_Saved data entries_
----------
use std::sync::Arc;

use futures::future::BoxFuture;
use futures::FutureExt;
use tracing::{debug, warn};

use crate::placeholder::{Placeholder, PlaceholderError};
use crate::pool::AccountPool;
use crate::remote::{RemoteError, RemoteFile};

/**
 * Cascading delete
 * ================
 * Deleting an index-tree entry must also delete the real object its
 *  placeholder points at. Children are attempted before the parent's
 *  own entry is removed, so deeper placeholders stay reachable for
 *  cleanup even when siblings fail.
 */

#[derive(Debug, thiserror::Error)]
pub enum CascadeError {
    #[error("failed to list children of {id}: {source}")]
    List { id: String, source: RemoteError },
    #[error("malformed placeholder on entry {id}: {source}")]
    MalformedPlaceholder {
        id: String,
        source: PlaceholderError,
    },
    #[error("entry {id} names unknown storage account {account:?}")]
    UnknownAccount { id: String, account: String },
    #[error(transparent)]
    Auth(#[from] crate::account::AuthError),
    #[error("remote error: {0}")]
    Remote(#[from] RemoteError),
}

/// What one index-tree entry is, decided once per entry and carried
/// down the recursion.
#[derive(Debug, Clone, PartialEq, Eq)]
pub enum EntryKind {
    /// A container; children are deleted first.
    Directory,
    /// A non-directory entry with no annotation: the bytes live in the
    /// index account itself.
    BareObject,
    /// The annotation points at a real object in a storage account.
    Placeholder(Placeholder),
}

impl EntryKind {
    pub fn classify(entry: &RemoteFile) -> Result<Self, PlaceholderError> {
        if entry.is_dir() {
            return Ok(EntryKind::Directory);
        }
        match entry.annotation() {
            None => Ok(EntryKind::BareObject),
            Some(annotation) => match Placeholder::decode(annotation)? {
                Some(placeholder) => Ok(EntryKind::Placeholder(placeholder)),
                None => Ok(EntryKind::BareObject),
            },
        }
    }
}

/// Terminal state of one delete.
#[derive(Debug, Clone, Copy, PartialEq, Eq)]
pub enum DeleteOutcome {
    /// The entry and, if it was a placeholder, its real object are
    /// both gone.
    Deleted,
    /// The entry was already absent.
    Skipped,
    /// Some children, or the removal of the entry itself, failed.
    Partial { succeeded: usize, failed: usize },
}

impl DeleteOutcome {
    pub fn is_complete(&self) -> bool {
        !matches!(self, DeleteOutcome::Partial { .. })
    }

    pub fn failed(&self) -> usize {
        match self {
            DeleteOutcome::Partial { failed, .. } => *failed,
            _ => 0,
        }
    }
}

pub struct CascadeDelete {
    pool: Arc<AccountPool>,
}

impl CascadeDelete {
    pub fn new(pool: Arc<AccountPool>) -> Self {
        Self { pool }
    }

    /// Recursively delete the index-tree entry with the given id.
    ///
    /// An entry that vanished before we got to it is a `Skipped`
    /// success, which makes deletes idempotent. Placeholder entries
    /// whose annotation cannot be decoded, or whose owner account is
    /// not in the pool, fail without touching the index entry: a
    /// dangling shortcut is recoverable, an unreachable real object is
    /// not.
    pub fn delete<'a>(
        &'a self,
        id: &'a str,
    ) -> BoxFuture<'a, Result<DeleteOutcome, CascadeError>> {
        async move {
            let index = self.pool.index_session().await?;

            debug!(id, "fetching entry for deletion");
            let entry = match index.metadata(id).await {
                Ok(entry) => entry,
                Err(RemoteError::NotFound(_)) => {
                    debug!(id, "entry already absent, nothing to delete");
                    return Ok(DeleteOutcome::Skipped);
                }
                Err(e) => return Err(e.into()),
            };

            let kind = EntryKind::classify(&entry).map_err(|source| {
                CascadeError::MalformedPlaceholder {
                    id: entry.id.clone(),
                    source,
                }
            })?;

            let mut succeeded = 0usize;
            let mut failed = 0usize;
            match kind {
                EntryKind::Directory | EntryKind::BareObject => {
                    // a bare object simply has no children to recurse into
                    let children = index.list_children(&entry.id).await.map_err(|source| {
                        CascadeError::List {
                            id: entry.id.clone(),
                            source,
                        }
                    })?;
                    for child in children {
                        match self.delete(&child.id).await {
                            Ok(DeleteOutcome::Partial {
                                succeeded: s,
                                failed: f,
                            }) => {
                                succeeded += s;
                                failed += f;
                            }
                            Ok(_) => succeeded += 1,
                            Err(e) => {
                                warn!(
                                    child = %child.id,
                                    error = %e,
                                    "failed to delete child entry"
                                );
                                failed += 1;
                            }
                        }
                    }
                }
                EntryKind::Placeholder(placeholder) => {
                    debug!(
                        id = %entry.id,
                        object = %placeholder.id,
                        owner = %placeholder.owner_account_name,
                        "deleting real object"
                    );
                    let owner = self
                        .pool
                        .identity_by_name(&placeholder.owner_account_name)
                        .ok_or_else(|| CascadeError::UnknownAccount {
                            id: entry.id.clone(),
                            account: placeholder.owner_account_name.clone(),
                        })?;
                    let session = self.pool.session_for(&owner).await?;
                    match session.delete(&placeholder.id).await {
                        Ok(()) => {}
                        Err(RemoteError::NotFound(_)) => {
                            debug!(object = %placeholder.id, "real object already absent");
                        }
                        Err(e) => return Err(e.into()),
                    }
                }
            }

            // The entry itself goes last. Real objects already deleted
            // stay deleted; a failure here leaves a dangling shortcut,
            // reported as a partial failure.
            match index.delete(&entry.id).await {
                Ok(()) | Err(RemoteError::NotFound(_)) => {}
                Err(e) => {
                    warn!(id = %entry.id, error = %e, "failed to remove index entry");
                    failed += 1;
                }
            }

            if failed > 0 {
                Ok(DeleteOutcome::Partial { succeeded, failed })
            } else {
                Ok(DeleteOutcome::Deleted)
            }
        }
        .boxed()
    }
}

#[cfg(test)]
mod tests {
    use super::*;
    use crate::remote::DIR_MIME_TYPE;

    fn file(annotation: Option<&str>) -> RemoteFile {
        RemoteFile {
            id: "e1".to_string(),
            name: "entry".to_string(),
            mime_type: "application/octet-stream".to_string(),
            annotation: annotation.map(str::to_string),
            size: None,
        }
    }

    #[test]
    fn test_classify_directory() {
        let mut dir = file(None);
        dir.mime_type = DIR_MIME_TYPE.to_string();
        assert_eq!(EntryKind::classify(&dir).unwrap(), EntryKind::Directory);

        // directory wins even if an annotation is somehow present
        dir.annotation = Some("garbage".to_string());
        assert_eq!(EntryKind::classify(&dir).unwrap(), EntryKind::Directory);
    }

    #[test]
    fn test_classify_bare_object() {
        assert_eq!(
            EntryKind::classify(&file(None)).unwrap(),
            EntryKind::BareObject
        );
        assert_eq!(
            EntryKind::classify(&file(Some(""))).unwrap(),
            EntryKind::BareObject
        );
    }

    #[test]
    fn test_classify_placeholder() {
        let placeholder = Placeholder {
            name: "entry".to_string(),
            id: "obj-1".to_string(),
            mime_type: "application/octet-stream".to_string(),
            owner_account_name: "sa-01".to_string(),
        };
        let annotation = placeholder.encode().unwrap();
        let kind = EntryKind::classify(&file(Some(&annotation))).unwrap();
        assert_eq!(kind, EntryKind::Placeholder(placeholder));
    }

    #[test]
    fn test_classify_malformed() {
        assert!(EntryKind::classify(&file(Some("garbage"))).is_err());
    }
}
----------
_TASK PROMPT_
Would you please filter the lines above and copy every one that includes "crate"?

_REPLY_
use crate::placeholder::{Placeholder, PlaceholderError};
use crate::pool::AccountPool;
use crate::remote::{RemoteError, RemoteFile};
    Auth(#[from] crate::account::AuthError),
    use crate::remote::DIR_MIME_TYPE;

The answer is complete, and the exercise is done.